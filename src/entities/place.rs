use serde::{Deserialize, Serialize};

use crate::error::{invalid_argument_error, Error};

#[derive(Clone, Copy, Debug, PartialEq, Serialize, Deserialize)]
pub struct Coordinates {
    pub lat: f64,
    pub lng: f64,
}

impl Coordinates {
    pub fn validate(&self) -> Result<(), Error> {
        if !self.lat.is_finite() || !(-90.0..=90.0).contains(&self.lat) {
            return Err(invalid_argument_error("latitude out of range"));
        }

        if !self.lng.is_finite() || !(-180.0..=180.0).contains(&self.lng) {
            return Err(invalid_argument_error("longitude out of range"));
        }

        Ok(())
    }
}

/// A pickup or dropoff point as chosen by the customer.
#[derive(Clone, Debug, PartialEq, Serialize, Deserialize)]
pub struct Place {
    pub label: String,
    pub coordinates: Coordinates,
}

impl Place {
    pub fn new(label: impl Into<String>, lat: f64, lng: f64) -> Self {
        Self {
            label: label.into(),
            coordinates: Coordinates { lat, lng },
        }
    }

    pub fn validate(&self) -> Result<(), Error> {
        if self.label.trim().is_empty() {
            return Err(invalid_argument_error("place label is required"));
        }

        self.coordinates.validate()
    }
}

#[test]
fn place_rejects_out_of_range_coordinates() {
    assert!(Place::new("Depot", 52.52, 13.40).validate().is_ok());
    assert!(Place::new("Depot", 91.0, 13.40).validate().is_err());
    assert!(Place::new("Depot", 52.52, f64::NAN).validate().is_err());
    assert!(Place::new("  ", 52.52, 13.40).validate().is_err());
}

## WORK ORDER
Each record above should be reproduced in full, exactly as it stands.

## ANSWER SECTION
filename src/entities/place.rs
use serde::{Deserialize, Serialize};

use crate::error::{invalid_argument_error, Error};

#[derive(Clone, Copy, Debug, PartialEq, Serialize, Deserialize)]
pub struct Coordinates {
    pub lat: f64,
    pub lng: f64,
}

impl Coordinates {
    pub fn validate(&self) -> Result<(), Error> {
        if !self.lat.is_finite() || !(-90.0..=90.0).contains(&self.lat) {
            return Err(invalid_argument_error("latitude out of range"));
        }

        if !self.lng.is_finite() || !(-180.0..=180.0).contains(&self.lng) {
            return Err(invalid_argument_error("longitude out of range"));
        }

        Ok(())
    }
}

/// A pickup or dropoff point as chosen by the customer.
#[derive(Clone, Debug, PartialEq, Serialize, Deserialize)]
pub struct Place {
    pub label: String,
    pub coordinates: Coordinates,
}

impl Place {
    pub fn new(label: impl Into<String>, lat: f64, lng: f64) -> Self {
        Self {
            label: label.into(),
            coordinates: Coordinates { lat, lng },
        }
    }

    pub fn validate(&self) -> Result<(), Error> {
        if self.label.trim().is_empty() {
            return Err(invalid_argument_error("place label is required"));
        }

        self.coordinates.validate()
    }
}

#[test]
fn place_rejects_out_of_range_coordinates() {
    assert!(Place::new("Depot", 52.52, 13.40).validate().is_ok());
    assert!(Place::new("Depot", 91.0, 13.40).validate().is_err());
    assert!(Place::new("Depot", 52.52, f64::NAN).validate().is_err());
    assert!(Place::new("  ", 52.52, 13.40).validate().is_err());
}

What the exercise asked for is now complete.